He stilled. “Forgive me, Lady Elysande, but I do not understand.”
“You wished for a prescribed allotment of time,” she elaborated. “Six months is what I require. The amendment can be altered so that I have six months to myself, our marriage unconsummated. After that time, if you wish for me to bear children, I…will.”
With that maddening thumb, he traced her upper lip, the bow there. “You hardly sound enthused, my lady. But no. I’ll not wait six months. One should be sufficient.”
She required the ability to single-mindedly pursue the completion of her prototype. No distractions, no husband to make demands of her. She would need access to father’s workshop, freedom of movement. Heavens, her poor cousin Lydia had been ill and confined to her bed for the entirety of her pregnancy. Elysande could not afford to be laid low in such fashion. As for the time he suggested? One month would not be enough time for her to perfect her work. Indeed, six was frightfully implausible. One? Utterly impossible.
“Five,” she countered, thinking of all the work ahead of her.
“Two,” he offered, rubbing her bottom lip.
Her lips parted, and he dipped inside for just a moment, so that she could taste the salty tang of him. So strange and masculine and…Wycombe. New Wycombe. Old Wycombe had never dared to place his thumb anywhere near to her mouth, and indeed if he had, she would have been far more likely to bite it off than to find herself helplessly in his thrall.
That explained nothing of what she felt for the duke standing before her on the portico now.
She swallowed against a rising tide of dangerous, unwanted sensation. “Four months, Your Grace.”

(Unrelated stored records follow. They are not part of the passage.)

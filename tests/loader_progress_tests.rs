use accelrender::accel::loader::AcceleratorLoader;
use accelrender::accel::manifest::{ManifestEntry, ModuleManifest};
use accelrender::accel::progress::{LoadPhase, LoadProgress};
use accelrender::accel::toolchain::{
  CompiledModule, InstantiatedModule, ModuleExports, ModuleInstance, ModuleToolchain,
};
use accelrender::accel::transport::{ModuleTransport, ResponseBody, TransportResponse};
use accelrender::{ProgressCallback, Result, ToolchainError};
use std::any::Any;
use std::collections::BTreeSet;
use std::io::Read;
use std::sync::atomic::{AtomicBool, AtomicUsize, Ordering};
use std::sync::{Arc, Mutex};
use std::thread;
use std::time::Duration;

struct StaticExports;

impl ModuleExports for StaticExports {
  fn names(&self) -> Vec<String> {
    vec!["render".to_string()]
  }

  fn as_any(&self) -> &(dyn Any + Send + Sync) {
    self
  }
}

struct ByteToolchain;

impl ModuleToolchain for ByteToolchain {
  fn compile(&self, bytes: &[u8]) -> std::result::Result<CompiledModule, ToolchainError> {
    if !bytes.starts_with(b"\0asm") {
      return Err(ToolchainError("missing wasm magic header".to_string()));
    }
    Ok(CompiledModule::new(bytes.to_vec()))
  }

  fn instantiate(
    &self,
    module: CompiledModule,
  ) -> std::result::Result<InstantiatedModule, ToolchainError> {
    let bytes = module
      .downcast::<Vec<u8>>()
      .map_err(|_| ToolchainError("unexpected compiled artifact".to_string()))?;
    Ok(InstantiatedModule {
      instance: ModuleInstance::new(*bytes),
      exports: Arc::new(StaticExports),
    })
  }
}

/// Yields the payload in fixed-size chunks with a pause between reads, so
/// the loader observes a genuine byte stream.
struct ChunkReader {
  payload: Vec<u8>,
  offset: usize,
  chunk: usize,
}

impl Read for ChunkReader {
  fn read(&mut self, buf: &mut [u8]) -> std::io::Result<usize> {
    if self.offset >= self.payload.len() {
      return Ok(0);
    }
    let end = (self.offset + self.chunk).min(self.payload.len());
    let n = (end - self.offset).min(buf.len());
    buf[..n].copy_from_slice(&self.payload[self.offset..self.offset + n]);
    self.offset += n;
    Ok(n)
  }
}

struct StreamingTransport {
  payload: Vec<u8>,
  chunk: usize,
}

impl ModuleTransport for StreamingTransport {
  fn fetch(&self, _url: &str) -> Result<TransportResponse> {
    Ok(TransportResponse {
      status: 200,
      body: ResponseBody::Streamed(Box::new(ChunkReader {
        payload: self.payload.clone(),
        offset: 0,
        chunk: self.chunk,
      })),
    })
  }
}

/// Blocks inside fetch until released, so a second caller reliably joins
/// the in-flight load.
struct GatedTransport {
  entered: AtomicBool,
  release: AtomicBool,
  count: AtomicUsize,
  bytes: Vec<u8>,
}

impl GatedTransport {
  fn new(bytes: Vec<u8>) -> Self {
    Self {
      entered: AtomicBool::new(false),
      release: AtomicBool::new(false),
      count: AtomicUsize::new(0),
      bytes,
    }
  }
}

impl ModuleTransport for GatedTransport {
  fn fetch(&self, _url: &str) -> Result<TransportResponse> {
    self.count.fetch_add(1, Ordering::SeqCst);
    self.entered.store(true, Ordering::SeqCst);
    while !self.release.load(Ordering::SeqCst) {
      thread::sleep(Duration::from_millis(1));
    }
    Ok(TransportResponse {
      status: 200,
      body: ResponseBody::Buffered(self.bytes.clone()),
    })
  }
}

struct BrokenBytesTransport;

impl ModuleTransport for BrokenBytesTransport {
  fn fetch(&self, _url: &str) -> Result<TransportResponse> {
    Ok(TransportResponse {
      status: 200,
      body: ResponseBody::Buffered(b"garbage".to_vec()),
    })
  }
}

fn streamed_wasm_bytes(len: usize) -> Vec<u8> {
  let mut bytes = b"\0asm".to_vec();
  bytes.resize(len, 0xab);
  bytes
}

fn chart_manifest(declared_size: u64) -> ModuleManifest {
  ModuleManifest::new("https://cdn.example/").with_module(ManifestEntry {
    id: "chart".to_string(),
    url: "chart.wasm".to_string(),
    size: declared_size,
    capabilities: BTreeSet::new(),
    version: "1.0.0".to_string(),
  })
}

fn recording_callback() -> (Arc<Mutex<Vec<LoadProgress>>>, ProgressCallback) {
  let events: Arc<Mutex<Vec<LoadProgress>>> = Arc::new(Mutex::new(Vec::new()));
  let sink = Arc::clone(&events);
  let callback: ProgressCallback =
    Box::new(move |progress| sink.lock().unwrap().push(progress.clone()));
  (events, callback)
}

fn assert_percent_monotonic(events: &[LoadProgress]) {
  for pair in events.windows(2) {
    assert!(
      pair[1].percent >= pair[0].percent,
      "percent regressed: {} -> {} ({} -> {})",
      pair[0].percent,
      pair[1].percent,
      pair[0].phase,
      pair[1].phase,
    );
  }
}

#[test]
fn streamed_download_reports_incremental_capped_progress() {
  let payload = streamed_wasm_bytes(4096);
  let transport = Arc::new(StreamingTransport {
    payload: payload.clone(),
    chunk: 1024,
  });
  let loader = AcceleratorLoader::new(chart_manifest(4096), Arc::new(ByteToolchain))
    .with_transport(Arc::clone(&transport) as Arc<dyn ModuleTransport>);

  let (events, callback) = recording_callback();
  loader.load("chart", Some(callback)).expect("streamed load");

  let events = events.lock().unwrap();
  assert_percent_monotonic(&events);

  let downloads: Vec<&LoadProgress> = events
    .iter()
    .filter(|event| event.phase == LoadPhase::Downloading)
    .collect();
  assert!(downloads.len() >= 4, "one event per streamed chunk");
  for pair in downloads.windows(2) {
    assert!(pair[1].bytes_loaded > pair[0].bytes_loaded);
  }
  for event in &downloads {
    assert_eq!(event.bytes_total, 4096);
    assert!(
      event.percent < 100.0,
      "download progress must leave headroom for compilation"
    );
  }
  assert_eq!(downloads.last().unwrap().bytes_loaded, 4096);

  let last = events.last().unwrap();
  assert_eq!(last.phase, LoadPhase::Ready);
  assert_eq!(last.percent, 100.0);
}

#[test]
fn stream_longer_than_declared_size_grows_the_total() {
  let payload = streamed_wasm_bytes(3000);
  let transport = Arc::new(StreamingTransport {
    payload,
    chunk: 1000,
  });
  // The manifest understates the module size.
  let loader = AcceleratorLoader::new(chart_manifest(1000), Arc::new(ByteToolchain))
    .with_transport(Arc::clone(&transport) as Arc<dyn ModuleTransport>);

  let (events, callback) = recording_callback();
  loader.load("chart", Some(callback)).expect("streamed load");

  let events = events.lock().unwrap();
  assert_percent_monotonic(&events);
  let last_download = events
    .iter()
    .filter(|event| event.phase == LoadPhase::Downloading)
    .next_back()
    .unwrap();
  assert_eq!(last_download.bytes_loaded, 3000);
  assert_eq!(last_download.bytes_total, 3000);
}

#[test]
fn buffered_download_reports_one_capped_event() {
  let buffered = Arc::new(GatedTransport::new(streamed_wasm_bytes(64)));
  buffered.release.store(true, Ordering::SeqCst);
  let loader = AcceleratorLoader::new(chart_manifest(64), Arc::new(ByteToolchain))
    .with_transport(Arc::clone(&buffered) as Arc<dyn ModuleTransport>);

  let (events, callback) = recording_callback();
  loader.load("chart", Some(callback)).expect("buffered load");

  let events = events.lock().unwrap();
  let downloads: Vec<&LoadProgress> = events
    .iter()
    .filter(|event| event.phase == LoadPhase::Downloading)
    .collect();
  assert_eq!(downloads.len(), 1);
  assert_eq!(downloads[0].bytes_loaded, 64);
  assert!(downloads[0].percent < 100.0);
}

#[test]
fn follower_subscribes_to_shared_progress_events() {
  let transport = Arc::new(GatedTransport::new(streamed_wasm_bytes(64)));
  let loader = Arc::new(
    AcceleratorLoader::new(chart_manifest(64), Arc::new(ByteToolchain))
      .with_transport(Arc::clone(&transport) as Arc<dyn ModuleTransport>),
  );

  let (owner_events, owner_callback) = recording_callback();
  let owner = {
    let loader = Arc::clone(&loader);
    thread::spawn(move || loader.load("chart", Some(owner_callback)))
  };

  // Wait for the owner to be mid-download before the follower joins.
  while !transport.entered.load(Ordering::SeqCst) {
    thread::sleep(Duration::from_millis(1));
  }

  let (follower_events, follower_callback) = recording_callback();
  let follower = {
    let loader = Arc::clone(&loader);
    thread::spawn(move || loader.load("chart", Some(follower_callback)))
  };

  thread::sleep(Duration::from_millis(10));
  transport.release.store(true, Ordering::SeqCst);

  let owner_module = owner.join().expect("owner join").expect("owner load");
  let follower_module = follower.join().expect("follower join").expect("follower load");
  assert!(Arc::ptr_eq(&owner_module, &follower_module));
  assert_eq!(transport.count.load(Ordering::SeqCst), 1);

  let owner_events = owner_events.lock().unwrap();
  assert_eq!(owner_events.last().unwrap().phase, LoadPhase::Ready);

  // Whether the follower joined the in-flight load or hit the freshly
  // settled memory cache, it must have observed events ending in ready.
  let follower_events = follower_events.lock().unwrap();
  assert!(!follower_events.is_empty());
  assert_eq!(follower_events.last().unwrap().phase, LoadPhase::Ready);
  assert_percent_monotonic(&follower_events);
}

#[test]
fn memory_hit_reports_cache_check_then_ready() {
  let transport = Arc::new(GatedTransport::new(streamed_wasm_bytes(64)));
  transport.release.store(true, Ordering::SeqCst);
  let loader = AcceleratorLoader::new(chart_manifest(64), Arc::new(ByteToolchain))
    .with_transport(Arc::clone(&transport) as Arc<dyn ModuleTransport>);

  loader.load("chart", None).expect("cold load");

  let (events, callback) = recording_callback();
  loader.load("chart", Some(callback)).expect("memory hit");
  let events = events.lock().unwrap();
  let phases: Vec<LoadPhase> = events.iter().map(|event| event.phase).collect();
  assert_eq!(phases, vec![LoadPhase::CacheCheck, LoadPhase::Ready]);
  assert_eq!(events[0].percent, 0.0);
  assert_eq!(events[1].percent, 100.0);
}

#[test]
fn failed_load_ends_with_error_phase() {
  let loader = AcceleratorLoader::new(chart_manifest(64), Arc::new(ByteToolchain))
    .with_transport(Arc::new(BrokenBytesTransport) as Arc<dyn ModuleTransport>);

  let (events, callback) = recording_callback();
  loader.load("chart", Some(callback)).expect_err("compile failure");

  let events = events.lock().unwrap();
  assert_percent_monotonic(&events);
  let last = events.last().unwrap();
  assert_eq!(last.phase, LoadPhase::Error);
  assert!(last.percent < 100.0);
}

“Three, and cease calling me that.” He painted the wetness of her saliva over her lips. “My name is Hudson.”
Three months. Could she do it? Did she dare agree to such a short amount of time, to such a tremendous concession when she had vowed she would allow none? Thoughts of Izzy’s happiness rushed to her mind. How could she bear to face her sister, having refused the only marital prospect she possessed? How could she begin anew, thrust herself into an interminable round of society dances and balls and suppers? She could not.
Hudson.
A curious name for a curious man.
She liked it. And, to her dismay, she was intrigued by him.
She was going to be his wife.
Three months dedicated to completing her design and perfecting the electrical frying pan she had been working on diligently in an effort to have a prototype ready for the London Society of Electricity’s upcoming exhibition. Three months unencumbered by the marriage she was making, by the inevitable duties which would accompany it. She knew what was expected of a woman when she wed, how drastically her life changed, becoming no longer hers. Would that amount of time be sufficient?

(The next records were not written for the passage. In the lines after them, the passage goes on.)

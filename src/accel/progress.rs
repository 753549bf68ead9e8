//! Load-progress events emitted while resolving an accelerator module
//!
//! One load walks `cache-check → {ready | downloading → compiling → ready} |
//! error`; `percent` is monotonically non-decreasing within a load, and
//! download progress is capped below 100 to reserve visible headroom for
//! compilation.

use serde::Serialize;
use std::fmt;

/// Phase of an in-flight module load.
#[derive(Debug, Clone, Copy, PartialEq, Eq, Serialize)]
#[serde(rename_all = "kebab-case")]
pub enum LoadPhase {
  CacheCheck,
  Downloading,
  Compiling,
  Ready,
  Error,
}

impl LoadPhase {
  /// Wire name of this phase, as surfaced to progress UIs.
  pub fn as_str(self) -> &'static str {
    match self {
      LoadPhase::CacheCheck => "cache-check",
      LoadPhase::Downloading => "downloading",
      LoadPhase::Compiling => "compiling",
      LoadPhase::Ready => "ready",
      LoadPhase::Error => "error",
    }
  }

  /// `ready` and `error` are terminal.
  pub fn is_terminal(self) -> bool {
    matches!(self, LoadPhase::Ready | LoadPhase::Error)
  }
}

impl fmt::Display for LoadPhase {
  fn fmt(&self, f: &mut fmt::Formatter<'_>) -> fmt::Result {
    f.write_str(self.as_str())
  }
}

/// One progress event for one module load.
#[derive(Debug, Clone, Serialize)]
pub struct LoadProgress {
  pub module_id: String,
  pub phase: LoadPhase,
  pub bytes_loaded: u64,
  pub bytes_total: u64,
  /// In `[0, 100]`; never decreases within one load.
  pub percent: f32,
}

/// Callback invoked with every progress event of the load it was passed to.
///
/// Concurrent callers that share one de-duplicated load each keep their own
/// callback; all of them receive the shared events.
pub type ProgressCallback = Box<dyn Fn(&LoadProgress) + Send + Sync>;

#[cfg(test)]
mod tests {
  use super::*;

  #[test]
  fn phase_wire_names() {
    assert_eq!(LoadPhase::CacheCheck.as_str(), "cache-check");
    assert_eq!(LoadPhase::Downloading.to_string(), "downloading");
    assert_eq!(LoadPhase::Ready.as_str(), "ready");
  }

  #[test]
  fn terminal_phases() {
    assert!(LoadPhase::Ready.is_terminal());
    assert!(LoadPhase::Error.is_terminal());
    assert!(!LoadPhase::Downloading.is_terminal());
  }

  #[test]
  fn phase_serializes_to_wire_name() {
    let json = serde_json::to_string(&LoadPhase::CacheCheck).unwrap();
    assert_eq!(json, "\"cache-check\"");
  }
}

Ever since Papa’s doorbell had been shown at the previous exhibition—much to the dismay of some, for its raucous peal had been truly unpleasant—she had been determined to see a design of her own on display. All the inventors at the society’s last showing had been men, and she dearly longed to represent her sex there.
To be taken seriously.
To step out from her father’s shadow and prove to the world that being a lady did not preclude her from having a viable mind or the ability to create something more intricate than embroidery or a sketch.
But she had been having difficulty determining the medium to conduct the electricity and the manner in which she would fasten it to the existing pan. Her attempts thus far had proven unsuccessful. The current had not passed through the pan evenly, leaving her attempt at frying an egg dismal at best. Theoeufin question had been partially scorched and part thin and runny. Quite dreadful. And she had been toying with her prototype for the last year already.
Still, three months would have to be enough. If it was not, there was every possibility she would have to move on from her hopes in that regard. Papa always said that one of the primary elements of success was knowing when to abandon an idea and when to pursue it. Perhaps an electrified cooking vessel was simply not meant to be.
“Three months, Hudson,” she found herself agreeing.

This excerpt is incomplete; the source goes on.